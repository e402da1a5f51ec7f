// Copyright 2026 kagefs
//
// Licensed under the Apache License, Version 2.0 (the "License");
// you may not use this file except in compliance with the License.
// You may obtain a copy of the License at
//
//      http://www.apache.org/licenses/LICENSE-2.0
//
// Unless required by applicable law or agreed to in writing, software
// distributed under the License is distributed on an "AS IS" BASIS,
// WITHOUT WARRANTIES OR CONDITIONS OF ANY KIND, either express or implied.
// See the License for the specific language governing permissions and
// limitations under the License.

use std::future::Future;

use once_cell::sync::Lazy;
use tokio::task::JoinHandle;
use tracing::debug;

static GLOBAL_RUNTIME: Lazy<tokio::runtime::Runtime> = Lazy::new(|| {
    debug!("start tokio runtime");
    tokio::runtime::Builder::new_multi_thread()
        .worker_threads(num_cpus::get())
        .enable_all()
        .build()
        .expect("failed to build the global runtime")
});

pub fn handle() -> tokio::runtime::Handle {
    GLOBAL_RUNTIME.handle().clone()
}

pub fn spawn<F>(future: F) -> JoinHandle<F::Output>
where
    F: Future + Send + 'static,
    F::Output: Send + 'static,
{
    GLOBAL_RUNTIME.spawn(future)
}

#[allow(dead_code)]
pub fn spawn_blocking<F, R>(func: F) -> JoinHandle<R>
where
    F: FnOnce() -> R + Send + 'static,
    R: Send + 'static,
{
    GLOBAL_RUNTIME.spawn_blocking(func)
}

#[allow(dead_code)]
pub fn block_on<F: Future>(future: F) -> F::Output {
    GLOBAL_RUNTIME.block_on(future)
}
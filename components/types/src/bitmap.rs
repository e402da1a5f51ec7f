// Copyright 2026 kagefs
//
// Licensed under the Apache License, Version 2.0 (the "License");
// you may not use this file except in compliance with the License.
// You may obtain a copy of the License at
//
//      http://www.apache.org/licenses/LICENSE-2.0
//
// Unless required by applicable law or agreed to in writing, software
// distributed under the License is distributed on an "AS IS" BASIS,
// WITHOUT WARRANTIES OR CONDITIONS OF ANY KIND, either express or implied.
// See the License for the specific language governing permissions and
// limitations under the License.

//! Per-chunk bit-sets with change notification.
//!
//! Every observed bit transition publishes a [`BitmapDelta`] on a broadcast
//! channel so external statistics streams can follow the modified/uploaded
//! populations live. Publishing never blocks and never fails a mutation;
//! observers that fall behind simply miss events (they can re-read
//! [`ChunkBitmap::count_ones`]).

use serde::{Deserialize, Serialize};
use tokio::sync::broadcast;

use crate::ChunkIndex;

const WORD_BITS: u64 = 64;
const DELTA_CHANNEL_CAPACITY: usize = 1024;

/// A single bit transition, as seen by observers (and streamed to external
/// statistics consumers).
#[derive(Debug, Clone, Copy, PartialEq, Eq, Serialize, Deserialize)]
pub struct BitmapDelta {
    pub chunk: ChunkIndex,
    /// +1 for a set, -1 for a clear.
    pub delta: i64,
}

/// A growable bit-set indexed by chunk.
///
/// Not internally synchronized; the owning image guards it with its state
/// lock. Indices beyond the current capacity read as unset, and `set` grows
/// the backing words on demand.
#[derive(Debug)]
pub struct ChunkBitmap {
    words: Vec<u64>,
    ones: u64,
    delta_tx: broadcast::Sender<BitmapDelta>,
}

impl ChunkBitmap {
    pub fn new(chunks: u64) -> Self {
        let (delta_tx, _) = broadcast::channel(DELTA_CHANNEL_CAPACITY);
        Self {
            words: vec![0; chunks.div_ceil(WORD_BITS) as usize],
            ones: 0,
            delta_tx,
        }
    }

    pub fn test(&self, chunk: ChunkIndex) -> bool {
        let word = (chunk / WORD_BITS) as usize;
        match self.words.get(word) {
            Some(w) => w & (1 << (chunk % WORD_BITS)) != 0,
            None => false,
        }
    }

    /// Set the bit, growing the backing store if needed.
    /// Returns whether the bit actually changed.
    pub fn set(&mut self, chunk: ChunkIndex) -> bool {
        let word = (chunk / WORD_BITS) as usize;
        if word >= self.words.len() {
            self.words.resize(word + 1, 0);
        }
        let mask = 1 << (chunk % WORD_BITS);
        if self.words[word] & mask != 0 {
            return false;
        }
        self.words[word] |= mask;
        self.ones += 1;
        self.notify(chunk, 1);
        true
    }

    /// Clear the bit. Returns whether the bit actually changed.
    pub fn clear(&mut self, chunk: ChunkIndex) -> bool {
        let word = (chunk / WORD_BITS) as usize;
        if word >= self.words.len() {
            return false;
        }
        let mask = 1 << (chunk % WORD_BITS);
        if self.words[word] & mask == 0 {
            return false;
        }
        self.words[word] &= !mask;
        self.ones -= 1;
        self.notify(chunk, -1);
        true
    }

    pub fn count_ones(&self) -> u64 {
        self.ones
    }

    pub fn subscribe(&self) -> broadcast::Receiver<BitmapDelta> {
        self.delta_tx.subscribe()
    }

    fn notify(&self, chunk: ChunkIndex, delta: i64) {
        // send only errors when there is no receiver, which is fine
        let _ = self.delta_tx.send(BitmapDelta { chunk, delta });
    }
}
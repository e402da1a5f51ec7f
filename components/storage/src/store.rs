// Copyright 2026 kagefs
//
// Licensed under the Apache License, Version 2.0 (the "License");
// you may not use this file except in compliance with the License.
// You may obtain a copy of the License at
//
//      http://www.apache.org/licenses/LICENSE-2.0
//
// Unless required by applicable law or agreed to in writing, software
// distributed under the License is distributed on an "AS IS" BASIS,
// WITHOUT WARRANTIES OR CONDITIONS OF ANY KIND, either express or implied.
// See the License for the specific language governing permissions and
// limitations under the License.

//! Foreground chunk reads and writes.
//!
//! Callers are the filesystem dispatch layer, which only ever reads chunks it
//! has already verified are in the overlay; precondition violations are
//! caller bugs and fail fast. A chunk file, once it exists, is always exactly
//! `chunk_size` bytes; trimming the last partial chunk to the logical image
//! size is the read path's job upstream.

use std::{
    cmp::min,
    fs,
    fs::OpenOptions,
    os::unix::fs::FileExt,
};

use kage_types::{
    chunk::{chunk_path, shard_dir},
    ChunkIndex,
};
use snafu::ResultExt;

use crate::{
    err::{CreateDirSnafu, OpenChunkSnafu, ReadChunkSnafu, ResizeChunkSnafu, Result, WriteChunkSnafu},
    image::Image,
};

impl Image {
    /// Read `buf.len()` bytes at `offset` within a modified chunk.
    ///
    /// The chunk file is guaranteed to exist by invariant; failure to open or
    /// read it is a cache-consistency fault surfaced to the caller.
    pub fn read_chunk(
        &self,
        image_size: u64,
        chunk: ChunkIndex,
        offset: u64,
        buf: &mut [u8],
    ) -> Result<()> {
        let chunk_size = self.config().chunk_size;
        let length = buf.len() as u64;
        assert!(self.is_modified(chunk), "read of unmodified chunk {}", chunk);
        assert!(offset < chunk_size);
        assert!(offset + length <= chunk_size);
        assert!(chunk * chunk_size + offset + length <= image_size);

        let path = chunk_path(&self.config().storage_root, chunk);
        let file = fs::File::open(&path).context(OpenChunkSnafu { path: path.clone() })?;
        file.read_exact_at(buf, offset)
            .context(ReadChunkSnafu { path })
    }

    /// Write `data` at `offset` within a chunk.
    ///
    /// The first write to a chunk must cover its entire valid extent, so a
    /// never-before-seen chunk file can't be left holding unspecified bytes
    /// while marked modified; the tail beyond a partial last chunk's valid
    /// extent is zero-filled up to the fixed file size. Bits and counters
    /// only move once the byte write has succeeded.
    pub fn write_chunk(
        &self,
        image_size: u64,
        chunk: ChunkIndex,
        offset: u64,
        data: &[u8],
    ) -> Result<()> {
        let chunk_size = self.config().chunk_size;
        let length = data.len() as u64;
        let first_write = !self.is_modified(chunk);
        let valid_extent = min(chunk_size, image_size.saturating_sub(chunk * chunk_size));
        assert!(
            !first_write || (offset == 0 && length == valid_extent),
            "first write to chunk {} must cover its full valid extent",
            chunk
        );
        assert!(offset < chunk_size);
        assert!(offset + length <= chunk_size);
        assert!(chunk * chunk_size + offset + length <= image_size);

        let dir = shard_dir(&self.config().storage_root, chunk);
        fs::create_dir_all(&dir).context(CreateDirSnafu { path: dir })?;
        let path = chunk_path(&self.config().storage_root, chunk);
        let file = OpenOptions::new()
            .write(true)
            .create(true)
            .open(&path)
            .context(OpenChunkSnafu { path: path.clone() })?;
        file.write_all_at(data, offset)
            .context(WriteChunkSnafu { path: path.clone() })?;
        if first_write && length < chunk_size {
            file.set_len(chunk_size).context(ResizeChunkSnafu { path })?;
        }
        self.note_chunk_written(chunk)
    }
}

#[cfg(test)]
mod tests {
    use kage_types::chunk::{chunk_path, marker_path};

    use crate::image::test_util::temp_image;

    const CS: u64 = 4096;

    #[test]
    fn write_then_read_roundtrip() {
        let (_dir, img) = temp_image(CS, CS * 8);
        let data = vec![0xabu8; CS as usize];
        img.write_chunk(CS * 8, 3, 0, &data).unwrap();

        let mut buf = vec![0u8; 100];
        img.read_chunk(CS * 8, 3, 200, &mut buf).unwrap();
        assert_eq!(buf, vec![0xabu8; 100]);

        assert_eq!(img.chunks_modified(), 1);
        assert_eq!(img.chunks_modified_not_uploaded(), 1);
        assert!(img.is_modified(3));
        assert!(!img.is_uploaded(3));
    }

    #[test]
    fn overwrite_keeps_counters_stable() {
        let (_dir, img) = temp_image(CS, CS * 2);
        img.write_chunk(CS * 2, 0, 0, &vec![1u8; CS as usize]).unwrap();
        img.write_chunk(CS * 2, 0, 17, &[9u8; 5]).unwrap();
        assert_eq!(img.chunks_modified(), 1);
        assert_eq!(img.chunks_modified_not_uploaded(), 1);

        let mut buf = [0u8; 7];
        img.read_chunk(CS * 2, 0, 16, &mut buf).unwrap();
        assert_eq!(buf, [1, 9, 9, 9, 9, 9, 1]);
    }

    #[test]
    fn first_write_to_partial_last_chunk_is_padded() {
        // image ends 100 bytes into chunk 1
        let size = CS + 100;
        let (_dir, img) = temp_image(CS, size);
        img.write_chunk(size, 1, 0, &[5u8; 100]).unwrap();

        let path = chunk_path(&img.config().storage_root, 1);
        assert_eq!(std::fs::metadata(&path).unwrap().len(), CS);
    }

    #[test]
    #[should_panic(expected = "full valid extent")]
    fn partial_first_write_is_rejected() {
        let (_dir, img) = temp_image(CS, CS * 4);
        let _ = img.write_chunk(CS * 4, 2, 10, &[1u8; 16]);
    }

    #[test]
    #[should_panic(expected = "read of unmodified chunk")]
    fn read_of_unmodified_chunk_is_rejected() {
        let (_dir, img) = temp_image(CS, CS * 4);
        let mut buf = [0u8; 16];
        let _ = img.read_chunk(CS * 4, 1, 0, &mut buf);
    }

    #[test]
    fn rewrite_of_uploaded_chunk_goes_stale_again() {
        let (_dir, img) = temp_image(CS, CS * 4);
        img.write_chunk(CS * 4, 0, 0, &vec![1u8; CS as usize]).unwrap();
        assert!(img.begin_upload(0).unwrap());
        assert!(img.finish_upload(0));
        assert!(img.is_uploaded(0));
        assert_eq!(img.chunks_modified_not_uploaded(), 0);

        img.write_chunk(CS * 4, 0, 64, &[2u8; 8]).unwrap();
        assert!(!img.is_uploaded(0));
        assert_eq!(img.chunks_modified_not_uploaded(), 1);
        assert!(!marker_path(&img.config().storage_root, 0).exists());
    }

    #[test]
    fn write_during_inflight_upload_pulls_the_marker() {
        let (_dir, img) = temp_image(CS, CS * 4);
        img.write_chunk(CS * 4, 0, 0, &vec![1u8; CS as usize]).unwrap();
        // uploader flagged the chunk but has not finished the transfer
        assert!(img.begin_upload(0).unwrap());

        img.write_chunk(CS * 4, 0, 0, &[2u8; 8]).unwrap();
        assert!(!marker_path(&img.config().storage_root, 0).exists());
        assert_eq!(img.chunks_modified_not_uploaded(), 1);

        // the transfer lands afterwards and must not mark the chunk uploaded
        assert!(!img.finish_upload(0));
        assert!(!img.is_uploaded(0));
        assert_eq!(img.chunks_modified_not_uploaded(), 1);
    }
}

· · · · ·

▸ **Task to complete**:
From the first line above through the line that contains "F: FnOnce() ->", quote each line exactly. Output nothing more.

▸ **Task solution**:
repository e402da1a5f51ec7f
// Copyright 2026 kagefs
//
// Licensed under the Apache License, Version 2.0 (the "License");
// you may not use this file except in compliance with the License.
// You may obtain a copy of the License at
//
//      http://www.apache.org/licenses/LICENSE-2.0
//
// Unless required by applicable law or agreed to in writing, software
// distributed under the License is distributed on an "AS IS" BASIS,
// WITHOUT WARRANTIES OR CONDITIONS OF ANY KIND, either express or implied.
// See the License for the specific language governing permissions and
// limitations under the License.

use std::future::Future;

use once_cell::sync::Lazy;
use tokio::task::JoinHandle;
use tracing::debug;

static GLOBAL_RUNTIME: Lazy<tokio::runtime::Runtime> = Lazy::new(|| {
    debug!("start tokio runtime");
    tokio::runtime::Builder::new_multi_thread()
        .worker_threads(num_cpus::get())
        .enable_all()
        .build()
        .expect("failed to build the global runtime")
});

pub fn handle() -> tokio::runtime::Handle {
    GLOBAL_RUNTIME.handle().clone()
}

pub fn spawn<F>(future: F) -> JoinHandle<F::Output>
where
    F: Future + Send + 'static,
    F::Output: Send + 'static,
{
    GLOBAL_RUNTIME.spawn(future)
}

#[allow(dead_code)]
pub fn spawn_blocking<F, R>(func: F) -> JoinHandle<R>
where
    F: FnOnce() -> R + Send + 'static,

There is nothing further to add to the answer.